Hoti: La Serbie ne veut pas la mise en œuvre de la déclaration des disparitions

Le chef de la Commission gouvernementale pour les personnes disparues, Andy Hoti, a déclaré que la Serbie n'était pas disposée à mettre en œuvre la déclaration sur les personnes disparues, et non le Kosovo, qui, comme il l'a souligné, n'a commencé qu'à appliquer cette déclaration unilatérale. La réaction de Hoti a suivi la déclaration du porte-parole Peter Stano, qui a [...]
Le chef de la Commission gouvernementale pour les personnes disparues, Andy Hoti, a déclaré que la Serbie n'était pas disposée à mettre en œuvre la déclaration sur les personnes disparues, et non le Kosovo, qui, comme il l'a souligné, n'a commencé qu'à appliquer cette déclaration unilatérale.
La réaction de Hoti, a suivi la déclaration du porte-parole Peter Stano, qui a déclaré que la mise en œuvre de la Déclaration d'extinction ne se produirait que lorsque les parties se seront entendues sur la Commission commune.
Le chef de la Commission gouvernementale pour les personnes disparues, Andy Hoti, a déclaré que la Commission mixte n'a pas été constituée en raison d'un projet qui devait être constitué et dont la Serbie essaie d'annexer un document en vertu duquel la MINUK fera partie du Kosovo et où le pouvoir de la Commission mixte est amorti.
La Serbie a envoyé des commentaires supplémentaires parce qu'elle tente toute forme de procrastination qui ne commence pas la mise en œuvre de la déclaration qui devrait être contrôlée par l'UE. ... Nous sommes maintenant dans cette nouvelle situation lorsque la Serbie a exigé sous une forme que la commission mixte n'ait pas le pouvoir pour ce que nous sommes allés à l'UE. Nous y sommes allés afin que l'UE supervise notre travail... et interfère avec notre travail en désaccord.
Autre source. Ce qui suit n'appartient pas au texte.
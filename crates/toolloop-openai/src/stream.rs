//! SSE stream parser for the `OpenAI` Responses API.
//!
//! Converts a raw `reqwest::Response` byte stream into a
//! [`ResponseStream`] of [`ResponseEvent`]s. Handles UTF-8 boundary
//! splitting and maps both tool-call kinds onto the same argument events.
//! Reassembly into a [`ModelResponse`](toolloop::ModelResponse) happens in
//! the core crate's `ResponseAssembler`.

use futures::stream::{Stream, StreamExt};
use toolloop::error::LoopError;
use toolloop::stream::{ResponseEvent, ResponseStream};
use tracing::{trace, warn};

use crate::convert::{convert_item, convert_summary, failed_response, provider_error};
use crate::types::StreamEvent;

/// Maximum size for buffers before we abort the stream.
const MAX_BUF: usize = 16 * 1024 * 1024; // 16 MiB

/// Convert a reqwest SSE response into a `ResponseStream`.
pub(crate) fn into_stream(response: reqwest::Response) -> ResponseStream {
    decode_sse(response.bytes_stream())
}

/// Decodes a byte stream of SSE frames. Chunk boundaries may fall anywhere,
/// including inside an event or a multi-byte character.
fn decode_sse<S, B, E>(chunks: S) -> ResponseStream
where
    S: Stream<Item = Result<B, E>> + Send + 'static,
    B: AsRef<[u8]> + 'static,
    E: std::fmt::Display + 'static,
{
    let stream = chunks
        .scan(
            (String::new(), Vec::<u8>::new()),
            move |(buffer, utf8_buf), chunk| {
                let result = match chunk {
                    Ok(bytes) => {
                        utf8_buf.extend_from_slice(bytes.as_ref());

                        if utf8_buf.len() > MAX_BUF || buffer.len() > MAX_BUF {
                            utf8_buf.clear();
                            buffer.clear();
                            Some(vec![Err(LoopError::ResponseFormat {
                                message: "SSE stream buffer exceeded 16 MiB".into(),
                                raw: String::new(),
                            })])
                        } else {
                            decode_utf8(buffer, utf8_buf);

                            let mut results = Vec::new();
                            while let Some(pos) = buffer.find("\n\n") {
                                let event_text = buffer[..pos + 2].to_string();
                                buffer.drain(..pos + 2);
                                results.extend(parse_sse_event(&event_text));
                            }

                            Some(results)
                        }
                    }
                    Err(e) => Some(vec![Err(LoopError::Http {
                        status: None,
                        message: format!("Stream read error: {e}"),
                        retryable: true,
                    })]),
                };

                async move { result }
            },
        )
        .flat_map(futures::stream::iter);

    Box::pin(stream)
}

/// Moves the valid UTF-8 prefix of `utf8_buf` into `buffer`, keeping an
/// incomplete trailing sequence for the next chunk.
fn decode_utf8(buffer: &mut String, utf8_buf: &mut Vec<u8>) {
    match std::str::from_utf8(utf8_buf) {
        Ok(text) => {
            buffer.push_str(text);
            utf8_buf.clear();
        }
        Err(e) => {
            let valid_up_to = e.valid_up_to();
            if let Ok(valid) = std::str::from_utf8(&utf8_buf[..valid_up_to]) {
                buffer.push_str(valid);
            }
            match e.error_len() {
                // Permanently invalid bytes are skipped.
                Some(len) => {
                    utf8_buf.drain(..valid_up_to + len);
                }
                None => {
                    utf8_buf.drain(..valid_up_to);
                }
            }
        }
    }
}

/// Parse a single SSE event into zero or more `ResponseEvent`s.
fn parse_sse_event(event_text: &str) -> Vec<Result<ResponseEvent, LoopError>> {
    let Some(data) = extract_data_line(event_text) else {
        return vec![];
    };
    if data == "[DONE]" {
        return vec![];
    }

    let event = match serde_json::from_str::<StreamEvent>(data) {
        Ok(event) => event,
        Err(e) => {
            warn!(error = %e, "skipping unparseable SSE event");
            return vec![];
        }
    };

    match event {
        StreamEvent::Created { response } => vec![Ok(ResponseEvent::Created {
            response_id: response.id,
            model: response.model,
        })],
        StreamEvent::OutputItemAdded { output_index, item } => convert_item(item)
            .map(|item| Ok(ResponseEvent::ItemAdded { output_index, item }))
            .into_iter()
            .collect(),
        StreamEvent::OutputTextDelta { item_id, delta } => {
            vec![Ok(ResponseEvent::TextDelta { item_id, delta })]
        }
        StreamEvent::FunctionCallArgumentsDelta { item_id, delta }
        | StreamEvent::CustomToolCallInputDelta { item_id, delta } => {
            vec![Ok(ResponseEvent::ArgumentsDelta { item_id, delta })]
        }
        StreamEvent::FunctionCallArgumentsDone { item_id, arguments }
        | StreamEvent::CustomToolCallInputDone {
            item_id,
            input: arguments,
        } => vec![Ok(ResponseEvent::ArgumentsDone { item_id, arguments })],
        StreamEvent::OutputItemDone { output_index, item } => convert_item(item)
            .map(|item| Ok(ResponseEvent::ItemDone { output_index, item }))
            .into_iter()
            .collect(),
        StreamEvent::Completed { response } | StreamEvent::Incomplete { response } => {
            vec![Ok(ResponseEvent::Completed {
                response: convert_summary(response),
            })]
        }
        StreamEvent::Failed { response } => vec![Err(failed_response(response.error))],
        StreamEvent::Error { code, message } => vec![Err(provider_error(code, message))],
        StreamEvent::Other => {
            trace!(data, "ignoring SSE event");
            vec![]
        }
    }
}

/// Extract the `data: ` payload from an SSE event text block.
fn extract_data_line(event_text: &str) -> Option<&str> {
    for line in event_text.lines() {
        let line = line.trim_end_matches('\r');
        if let Some(data) = line.strip_prefix("data: ") {
            return Some(data);
        }
    }
    None
}

#[cfg(test)]
mod tests {
    use super::*;
    use toolloop::chat::{CallKind, OutputItem};
    use toolloop::response::ResponseStatus;

    fn parse_ok(event: &str) -> Vec<ResponseEvent> {
        parse_sse_event(event)
            .into_iter()
            .collect::<Result<_, _>>()
            .unwrap()
    }

    #[test]
    fn test_extract_data_line_basic() {
        let event = "event: response.created\ndata: {\"type\":\"response.created\"}\n\n";
        assert_eq!(extract_data_line(event), Some("{\"type\":\"response.created\"}"));
    }

    #[test]
    fn test_extract_data_line_no_data() {
        assert_eq!(extract_data_line("event: ping\n\n"), None);
    }

    #[test]
    fn test_parse_created() {
        let events = parse_ok(
            "data: {\"type\":\"response.created\",\"response\":{\"id\":\"resp_1\",\"model\":\"gpt-5-mini\",\"status\":\"in_progress\",\"output\":[]}}\n\n",
        );
        assert_eq!(
            events,
            [ResponseEvent::Created {
                response_id: "resp_1".into(),
                model: "gpt-5-mini".into(),
            }]
        );
    }

    #[test]
    fn test_parse_custom_tool_item_added() {
        let events = parse_ok(
            "data: {\"type\":\"response.output_item.added\",\"output_index\":1,\"item\":{\"type\":\"custom_tool_call\",\"id\":\"ctc_1\",\"call_id\":\"call_1\",\"name\":\"checkPrice\",\"input\":\"\"}}\n\n",
        );
        let [ResponseEvent::ItemAdded { output_index, item }] = events.as_slice() else {
            panic!("expected one ItemAdded, got {events:?}");
        };
        assert_eq!(*output_index, 1);
        let call = item.as_tool_invocation().unwrap();
        assert_eq!(call.kind, CallKind::Custom);
        assert_eq!(call.item_id.as_deref(), Some("ctc_1"));
    }

    #[test]
    fn test_both_delta_kinds_map_to_arguments_delta() {
        let function = parse_ok(
            "data: {\"type\":\"response.function_call_arguments.delta\",\"item_id\":\"fc_1\",\"output_index\":0,\"delta\":\"{\\\"sku\"}\n\n",
        );
        let custom = parse_ok(
            "data: {\"type\":\"response.custom_tool_call_input.delta\",\"item_id\":\"ctc_1\",\"output_index\":0,\"delta\":\"{\\\"sku\"}\n\n",
        );
        assert!(matches!(&function[0], ResponseEvent::ArgumentsDelta { item_id, delta } if item_id == "fc_1" && delta == "{\"sku"));
        assert!(matches!(&custom[0], ResponseEvent::ArgumentsDelta { item_id, .. } if item_id == "ctc_1"));
    }

    #[test]
    fn test_parse_input_done() {
        let events = parse_ok(
            "data: {\"type\":\"response.custom_tool_call_input.done\",\"item_id\":\"ctc_1\",\"output_index\":0,\"input\":\"{}\"}\n\n",
        );
        assert_eq!(
            events,
            [ResponseEvent::ArgumentsDone {
                item_id: "ctc_1".into(),
                arguments: "{}".into(),
            }]
        );
    }

    #[test]
    fn test_parse_incomplete_as_completed() {
        let events = parse_ok(
            "data: {\"type\":\"response.incomplete\",\"response\":{\"id\":\"resp_1\",\"model\":\"m\",\"status\":\"incomplete\",\"output\":[{\"type\":\"message\",\"id\":\"msg_1\",\"content\":[{\"type\":\"output_text\",\"text\":\"partial\"}]}]}}\n\n",
        );
        let [ResponseEvent::Completed { response }] = events.as_slice() else {
            panic!("expected Completed, got {events:?}");
        };
        assert_eq!(response.status, ResponseStatus::Incomplete);
        assert_eq!(
            response.items,
            [OutputItem::Message {
                id: Some("msg_1".into()),
                text: "partial".into(),
            }]
        );
    }

    #[test]
    fn test_parse_failed_and_error_events() {
        let failed = parse_sse_event(
            "data: {\"type\":\"response.failed\",\"response\":{\"id\":\"r\",\"status\":\"failed\",\"error\":{\"code\":\"server_error\",\"message\":\"boom\"}}}\n\n",
        );
        assert!(matches!(failed[0], Err(LoopError::Provider { retryable: true, .. })));

        let error = parse_sse_event(
            "data: {\"type\":\"error\",\"code\":\"invalid_prompt\",\"message\":\"nope\",\"param\":null}\n\n",
        );
        assert!(matches!(&error[0], Err(LoopError::Provider { code, retryable: false, .. }) if code == "invalid_prompt"));
    }

    #[test]
    fn test_unknown_and_malformed_events_skipped() {
        assert!(parse_sse_event("data: {\"type\":\"response.in_progress\",\"response\":{}}\n\n").is_empty());
        assert!(parse_sse_event("data: {not json\n\n").is_empty());
        assert!(parse_sse_event("data: [DONE]\n\n").is_empty());
    }

    async fn decode_chunks(chunks: Vec<Vec<u8>>) -> Vec<ResponseEvent> {
        let stream = futures::stream::iter(chunks.into_iter().map(Ok::<_, std::convert::Infallible>));
        decode_sse(stream)
            .collect::<Vec<_>>()
            .await
            .into_iter()
            .collect::<Result<_, _>>()
            .unwrap()
    }

    fn sse_body() -> String {
        [
            "event: response.created\ndata: {\"type\":\"response.created\",\"response\":{\"id\":\"resp_1\",\"model\":\"m\",\"status\":\"in_progress\",\"output\":[]}}\n\n",
            "event: response.output_text.delta\ndata: {\"type\":\"response.output_text.delta\",\"item_id\":\"msg_1\",\"output_index\":0,\"delta\":\"Prix: 49,99 €\"}\n\n",
            "event: response.output_text.delta\ndata: {\"type\":\"response.output_text.delta\",\"item_id\":\"msg_1\",\"output_index\":0,\"delta\":\" ✓\"}\n\n",
        ]
        .concat()
    }

    fn expected_events() -> Vec<ResponseEvent> {
        vec![
            ResponseEvent::Created {
                response_id: "resp_1".into(),
                model: "m".into(),
            },
            ResponseEvent::TextDelta {
                item_id: "msg_1".into(),
                delta: "Prix: 49,99 €".into(),
            },
            ResponseEvent::TextDelta {
                item_id: "msg_1".into(),
                delta: " ✓".into(),
            },
        ]
    }

    #[tokio::test]
    async fn test_decode_sse_whole_body() {
        let events = decode_chunks(vec![sse_body().into_bytes()]).await;
        assert_eq!(events, expected_events());
    }

    #[tokio::test]
    async fn test_decode_sse_any_chunking() {
        let body = sse_body().into_bytes();
        let euro = body.windows(3).position(|w| w == "€".as_bytes()).unwrap();

        // Every two-way cut, which covers a split inside "\n\n", inside
        // JSON, and between the bytes of "€".
        for cut in 1..body.len() {
            let events = decode_chunks(vec![body[..cut].to_vec(), body[cut..].to_vec()]).await;
            assert_eq!(events, expected_events(), "cut at byte {cut}");
        }

        // One byte at a time.
        let events = decode_chunks(body.iter().map(|b| vec![*b]).collect()).await;
        assert_eq!(events, expected_events());

        // Several cuts, one landing mid-character and one mid-boundary.
        let boundary = body.windows(2).position(|w| w == b"\n\n").unwrap();
        let cuts = [boundary + 1, euro + 1, euro + 2];
        let mut chunks = Vec::new();
        let mut start = 0;
        for cut in cuts {
            chunks.push(body[start..cut].to_vec());
            start = cut;
        }
        chunks.push(body[start..].to_vec());
        assert_eq!(decode_chunks(chunks).await, expected_events());
    }

    #[tokio::test]
    async fn test_decode_sse_holds_incomplete_event() {
        let body = sse_body().into_bytes();
        let events = decode_chunks(vec![body[..body.len() - 1].to_vec()]).await;
        assert_eq!(events, expected_events()[..2]);
    }

    #[test]
    fn test_decode_utf8_keeps_split_sequence() {
        let mut buffer = String::new();
        let mut utf8_buf = "héllo".as_bytes()[..2].to_vec();
        decode_utf8(&mut buffer, &mut utf8_buf);
        assert_eq!(buffer, "h");
        assert_eq!(utf8_buf.len(), 1);

        utf8_buf.extend_from_slice(&"héllo".as_bytes()[2..]);
        decode_utf8(&mut buffer, &mut utf8_buf);
        assert_eq!(buffer, "héllo");
        assert!(utf8_buf.is_empty());
    }
}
Entre-temps, il (Serbie) dit maintenant que sur la base d'un document d'annexe qu'ils sont prêts à former, ils soulignent que la commission mixte ne remplace pas ou n'a pas un rôle plus puissant que ceux qu'ils ont eu jusqu'à présent. Et ce qui est lourd pour nous, en dépit du fait que ce projet n'est pas définitif qu'ils essaient de souligner à nouveau que la MINUK fera partie du Kosovo. Ils ne veulent pas faire de déclaration, mais ils veulent qu'on revienne avant de déclarer l'indépendance, c'est absurde.
Il a déclaré qu'ils étaient en attente de l'UE sur la façon de traiter cette question et que la question des personnes disparues sera de nouveau abordée lors de la réunion des négociateurs principaux du 17 décembre à Bruxelles.
“Lacak nous a envoyé une ébauche de ceci et sur la base de cette ébauche U n NIMK fera partie de nous. Nous avons également envoyé nos commentaires à la récente réunion des négociateurs en chef à Bruxelles et attendons ce qui se passera et comment l'UE interviendra dans l'élimination, car ce document doit être éliminé... Comme Andy, je suis déçu par l'UE. Le fait même que vous acceptiez ce document qui rejette le rôle de l'UE est un désespoir”, a déclaré Hoti.
Hoti a ajouté que le facteur international devrait conditionner la Serbie sous quelque forme que ce soit pour ouvrir des archives.
Il a fait savoir que les fouilles pour les disparus n'ont lieu qu'à Prizren Corisha et que cette année seulement, au Kosovo, plus de 20 sites ont été examinés.
Selon lui, les fouilles en Serbie ont été nulles jusqu'à ce qu'il ajoute qu'ils ont demandé le retour à Batajnica parce qu'ils ont des doutes sur la recherche de plus de 80 personnes mais ont encore reçu une réponse positive de la Serbie.